**RECORD EXCERPTS:**
■ ■ ■ ■ ■

//! Mission state enumeration and the status snapshot published to the
//! management collaborator.

use std::fmt;

use serde::{Deserialize, Serialize};

/// Phase of the search-and-treat loop.
#[derive(Debug, Clone, Copy, PartialEq, Eq, Hash, Default, Serialize, Deserialize)]
pub enum MissionState {
    #[default]
    Idle,
    Searching,
    Aligning,
    Computing,
    Compensating,
    Extending,
    Lowering,
    Treating,
    Raising,
    Retracting,
    Resetting,
}

impl MissionState {
    /// `true` while the arm may be away from home.
    pub fn arm_deployed(&self) -> bool {
        matches!(
            self,
            MissionState::Extending
                | MissionState::Lowering
                | MissionState::Treating
                | MissionState::Raising
                | MissionState::Retracting
        )
    }
}

impl fmt::Display for MissionState {
    fn fmt(&self, f: &mut fmt::Formatter<'_>) -> fmt::Result {
        let name = match self {
            MissionState::Idle => "idle",
            MissionState::Searching => "searching",
            MissionState::Aligning => "aligning",
            MissionState::Computing => "computing",
            MissionState::Compensating => "compensating",
            MissionState::Extending => "extending",
            MissionState::Lowering => "lowering",
            MissionState::Treating => "treating",
            MissionState::Raising => "raising",
            MissionState::Retracting => "retracting",
            MissionState::Resetting => "resetting",
        };
        f.write_str(name)
    }
}

/// Read-only snapshot of the mission, owned and published by the state
/// machine.
#[derive(Debug, Clone, PartialEq, Default, Serialize, Deserialize)]
pub struct MissionStatus {
    pub state: MissionState,
    /// Targets that completed a full treatment cycle.
    pub treated: u32,
    /// Distinct tracked objects that were not targets.
    pub avoided: u32,
    /// Targets dropped by the skip policy.
    pub skipped: u32,
    /// Arbiter interventions.
    pub obstacle_events: u32,
    /// Estimated distance driven, from commanded travel times.
    pub distance_cm: f32,
    /// Identity currently being serviced.
    pub current_target: Option<u64>,
    pub last_error: Option<String>,
}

■ ■ ■ ■ ■

**DIRECTIONS FOR THIS TASK:**
Repeat every entry exactly, leaving nothing out.

**ANSWER TO THIS TASK:**
//! Mission state enumeration and the status snapshot published to the
//! management collaborator.

use std::fmt;

use serde::{Deserialize, Serialize};

/// Phase of the search-and-treat loop.
#[derive(Debug, Clone, Copy, PartialEq, Eq, Hash, Default, Serialize, Deserialize)]
pub enum MissionState {
    #[default]
    Idle,
    Searching,
    Aligning,
    Computing,
    Compensating,
    Extending,
    Lowering,
    Treating,
    Raising,
    Retracting,
    Resetting,
}

impl MissionState {
    /// `true` while the arm may be away from home.
    pub fn arm_deployed(&self) -> bool {
        matches!(
            self,
            MissionState::Extending
                | MissionState::Lowering
                | MissionState::Treating
                | MissionState::Raising
                | MissionState::Retracting
        )
    }
}

impl fmt::Display for MissionState {
    fn fmt(&self, f: &mut fmt::Formatter<'_>) -> fmt::Result {
        let name = match self {
            MissionState::Idle => "idle",
            MissionState::Searching => "searching",
            MissionState::Aligning => "aligning",
            MissionState::Computing => "computing",
            MissionState::Compensating => "compensating",
            MissionState::Extending => "extending",
            MissionState::Lowering => "lowering",
            MissionState::Treating => "treating",
            MissionState::Raising => "raising",
            MissionState::Retracting => "retracting",
            MissionState::Resetting => "resetting",
        };
        f.write_str(name)
    }
}

/// Read-only snapshot of the mission, owned and published by the state
/// machine.
#[derive(Debug, Clone, PartialEq, Default, Serialize, Deserialize)]
pub struct MissionStatus {
    pub state: MissionState,
    /// Targets that completed a full treatment cycle.
    pub treated: u32,
    /// Distinct tracked objects that were not targets.
    pub avoided: u32,
    /// Targets dropped by the skip policy.
    pub skipped: u32,
    /// Arbiter interventions.
    pub obstacle_events: u32,
    /// Estimated distance driven, from commanded travel times.
    pub distance_cm: f32,
    /// Identity currently being serviced.
    pub current_target: Option<u64>,
    pub last_error: Option<String>,
}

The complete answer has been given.